Il vantaggio di questa impostazione è quello evidente di far emergere “letteratura postcoloniali marginali, minori e ibride”, ma ha anche un costo. Innanzitutto abbiamo l’ovvia attenuazione del fine sovversivo e opposizionale di questa letteratura già per eventuali scrittori di seconda generazione, sempre che si possa parlare di seconda generazione in questo caso. Ci si potrebbe chiedere se sia ancora possibile parlare di “identità ibrida e multiculturale” negli scrittori di seconda generazione.
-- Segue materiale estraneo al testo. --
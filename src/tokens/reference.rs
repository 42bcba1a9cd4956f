//! Token reference resolution
//!
//! Token values may point at other tokens with `{path.to.token}`:
//! - A value that is exactly one reference takes the referenced value as-is,
//!   whatever its JSON type
//! - References embedded in a longer string are substituted textually
//! - Objects and arrays are resolved element by element
//!
//! Chains are followed to the end; cycles and unknown paths are errors.
//!
//! # Example
//!
//! ```
//! use serde_json::json;
//! use tokenpipe::tokens::ReferenceResolver;
//!
//! let mut resolver = ReferenceResolver::new();
//! resolver.define("color.base.red", json!("#ff0000"));
//! resolver.define("color.brand", json!("{color.base.red}"));
//!
//! assert_eq!(resolver.resolve(&json!("{color.brand}")).unwrap(), json!("#ff0000"));
//! assert_eq!(
//!     resolver.resolve(&json!("1px solid {color.brand}")).unwrap(),
//!     json!("1px solid #ff0000")
//! );
//! ```

use regex::Regex;
use serde_json::Value;
use std::collections::HashMap;
use std::sync::OnceLock;
use thiserror::Error;

/// Error type for reference resolution failures
#[derive(Debug, Clone, PartialEq, Eq, Error)]
pub enum ReferenceError {
    /// Reference to a path that is not a token
    #[error("Reference not found: {{{0}}}")]
    Undefined(String),
    /// Circular dependency detected
    #[error("Circular definition: {}", .0.join(" -> "))]
    Circular(Vec<String>),
    /// Maximum recursion depth exceeded
    #[error("maximum reference resolution depth exceeded")]
    MaxDepthExceeded,
}

/// Maximum reference chain length
const MAX_RESOLUTION_DEPTH: usize = 100;

fn reference_pattern() -> &'static Regex {
    static PATTERN: OnceLock<Regex> = OnceLock::new();
    PATTERN.get_or_init(|| Regex::new(r"\{([^{}\s]+)\}").expect("reference pattern is valid"))
}

/// If `s` is exactly one `{path}` reference, return the path.
pub fn as_reference(s: &str) -> Option<&str> {
    let captures = reference_pattern().captures(s)?;
    let whole = captures.get(0)?;
    if whole.start() == 0 && whole.end() == s.len() {
        captures.get(1).map(|m| m.as_str())
    } else {
        None
    }
}

/// Whether a value contains a reference anywhere.
pub fn contains_reference(value: &Value) -> bool {
    match value {
        Value::String(s) => reference_pattern().is_match(s),
        Value::Array(items) => items.iter().any(contains_reference),
        Value::Object(map) => map.values().any(contains_reference),
        _ => false,
    }
}

/// Registry of raw token values keyed by dotted path.
#[derive(Debug, Clone, Default)]
pub struct ReferenceResolver {
    values: HashMap<String, Value>,
}

impl ReferenceResolver {
    pub fn new() -> Self {
        Self { values: HashMap::new() }
    }

    /// Register the raw value of the token at `path` (dotted form).
    pub fn define(&mut self, path: &str, value: Value) {
        self.values.insert(path.to_string(), value);
    }

    pub fn contains(&self, path: &str) -> bool {
        self.values.contains_key(path)
    }

    pub fn len(&self) -> usize {
        self.values.len()
    }

    pub fn is_empty(&self) -> bool {
        self.values.is_empty()
    }

    /// Resolve every reference inside `value`.
    pub fn resolve(&self, value: &Value) -> Result<Value, ReferenceError> {
        let mut chain = Vec::new();
        self.resolve_internal(value, &mut chain)
    }

    fn resolve_internal(
        &self,
        value: &Value,
        chain: &mut Vec<String>,
    ) -> Result<Value, ReferenceError> {
        if chain.len() > MAX_RESOLUTION_DEPTH {
            return Err(ReferenceError::MaxDepthExceeded);
        }

        match value {
            Value::String(s) => self.resolve_string(s, chain),
            Value::Array(items) => items
                .iter()
                .map(|item| self.resolve_internal(item, chain))
                .collect::<Result<Vec<_>, _>>()
                .map(Value::Array),
            Value::Object(map) => {
                let mut resolved = serde_json::Map::with_capacity(map.len());
                for (key, item) in map {
                    resolved.insert(key.clone(), self.resolve_internal(item, chain)?);
                }
                Ok(Value::Object(resolved))
            }
            other => Ok(other.clone()),
        }
    }

    fn resolve_string(&self, s: &str, chain: &mut Vec<String>) -> Result<Value, ReferenceError> {
        if let Some(path) = as_reference(s) {
            return self.resolve_path(path, chain);
        }

        if !reference_pattern().is_match(s) {
            return Ok(Value::String(s.to_string()));
        }

        let mut result = String::with_capacity(s.len());
        let mut last = 0;
        for captures in reference_pattern().captures_iter(s) {
            let (Some(whole), Some(path)) = (captures.get(0), captures.get(1)) else {
                continue;
            };
            result.push_str(&s[last..whole.start()]);
            match self.resolve_path(path.as_str(), chain)? {
                Value::String(text) => result.push_str(&text),
                other => result.push_str(&other.to_string()),
            }
            last = whole.end();
        }
        result.push_str(&s[last..]);

        Ok(Value::String(result))
    }

    fn resolve_path(&self, path: &str, chain: &mut Vec<String>) -> Result<Value, ReferenceError> {
        if chain.iter().any(|p| p == path) {
            let mut cycle = chain.clone();
            cycle.push(path.to_string());
            return Err(ReferenceError::Circular(cycle));
        }

        let raw = self.values.get(path).ok_or_else(|| ReferenceError::Undefined(path.to_string()))?;

        chain.push(path.to_string());
        let resolved = self.resolve_internal(raw, chain);
        chain.pop();
        resolved
    }
}

#[cfg(test)]
mod tests {
    use super::*;
    use serde_json::json;

    #[test]
    fn test_as_reference() {
        assert_eq!(as_reference("{a.b}"), Some("a.b"));
        assert_eq!(as_reference("x {a.b}"), None);
        assert_eq!(as_reference("#fff"), None);
    }

    #[test]
    fn test_plain_values_pass_through() {
        let resolver = ReferenceResolver::new();
        assert_eq!(resolver.resolve(&json!("#fff")).unwrap(), json!("#fff"));
        assert_eq!(resolver.resolve(&json!(12)).unwrap(), json!(12));
    }

    #[test]
    fn test_whole_reference_keeps_type() {
        let mut resolver = ReferenceResolver::new();
        resolver.define("size.base", json!(16));
        resolver.define("shadow.card", json!({ "blur": "{size.base}" }));

        assert_eq!(resolver.resolve(&json!("{size.base}")).unwrap(), json!(16));
        assert_eq!(resolver.resolve(&json!("{shadow.card}")).unwrap(), json!({ "blur": 16 }));
    }

    #[test]
    fn test_nested_object_references() {
        let mut resolver = ReferenceResolver::new();
        resolver.define("color.black", json!("#000000"));

        let gradient = json!({
            "angle": 90,
            "stops": [{ "color": "{color.black}", "position": "0%" }]
        });
        let resolved = resolver.resolve(&gradient).unwrap();
        assert_eq!(resolved["stops"][0]["color"], json!("#000000"));
    }

    #[test]
    fn test_embedded_references() {
        let mut resolver = ReferenceResolver::new();
        resolver.define("a", json!("1px"));
        resolver.define("b", json!(2));
        assert_eq!(resolver.resolve(&json!("{a} {b}px")).unwrap(), json!("1px 2px"));
    }

    #[test]
    fn test_undefined_reference() {
        let resolver = ReferenceResolver::new();
        assert_eq!(
            resolver.resolve(&json!("{missing.token}")),
            Err(ReferenceError::Undefined("missing.token".to_string()))
        );
    }

    #[test]
    fn test_circular_reference() {
        let mut resolver = ReferenceResolver::new();
        resolver.define("a", json!("{b}"));
        resolver.define("b", json!("{a}"));

        match resolver.resolve(&json!("{a}")) {
            Err(ReferenceError::Circular(chain)) => {
                assert_eq!(chain, vec!["a".to_string(), "b".to_string(), "a".to_string()]);
            }
            other => panic!("expected circular error, got {:?}", other),
        }
    }

    #[test]
    fn test_same_reference_twice_is_not_a_cycle() {
        let mut resolver = ReferenceResolver::new();
        resolver.define("a", json!("x"));
        assert_eq!(resolver.resolve(&json!(["{a}", "{a}"])).unwrap(), json!(["x", "x"]));
    }
}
C’è poi anche la questione del conflitto con le pratiche editoriali che richiedono interventi sul testo per eventuali adattamenti, correzioni, che sono incompatibili con questa modalità di scrittura. A riprova di ciò abbiamo la stessa vicenda di Maria Abbebù Viarengo, che si trovò a scontrarsi duramente con le logiche e le esigenze del mercato editoriale, al punto da decidere di non pubblicare più per conservare la sua autenticità. Un’intransigenza che porta al silenzio di una voce importante della letteratura postcoloniale.
E’ condivisibile il discorso della Ponzanesi, finalizzato alla ricerca e alla esaltazione della specificità della letteratura postcoloniale italiana, quale passo fondamentale per il riconoscimento anche degli originali apporti che questa potrebbe dare alla letteratura e alla cultura italiana in generale. Ci si potrebbe però chiedere se per la via indicata in questo specifico esempio il prezzo da pagare non sia troppo alto, avendo come effetto ultimo il mantenimento della marginalizzazione che ancora caratterizza questo fenomeno letterario. Si potrebbe esprimere il ragionevole dubbio che questa non possa essere la strada maestra per rendere la letteratura postcoloniale davvero significativa per la società italiana, ma soprattutto non dovrebbe essere la sola strada possibile, escludendo altre possibilità con un canone troppo rigidamente definito. In contrapposizione a questa prospettiva Timira invece appare un esempio di letteratura postcoloniale molto più ampio, nonostante le contestazioni di cui il romanzo è stato più volte oggetto, a cominciare dalla questione dell’autorialità. Infatti anche per la definizione della tipologia di autori ammessi alla categoria della letteratura postcoloniale si è cercato da più parti di definire un modello legittimo, con risultati che spesso paiono piuttosto opinabili.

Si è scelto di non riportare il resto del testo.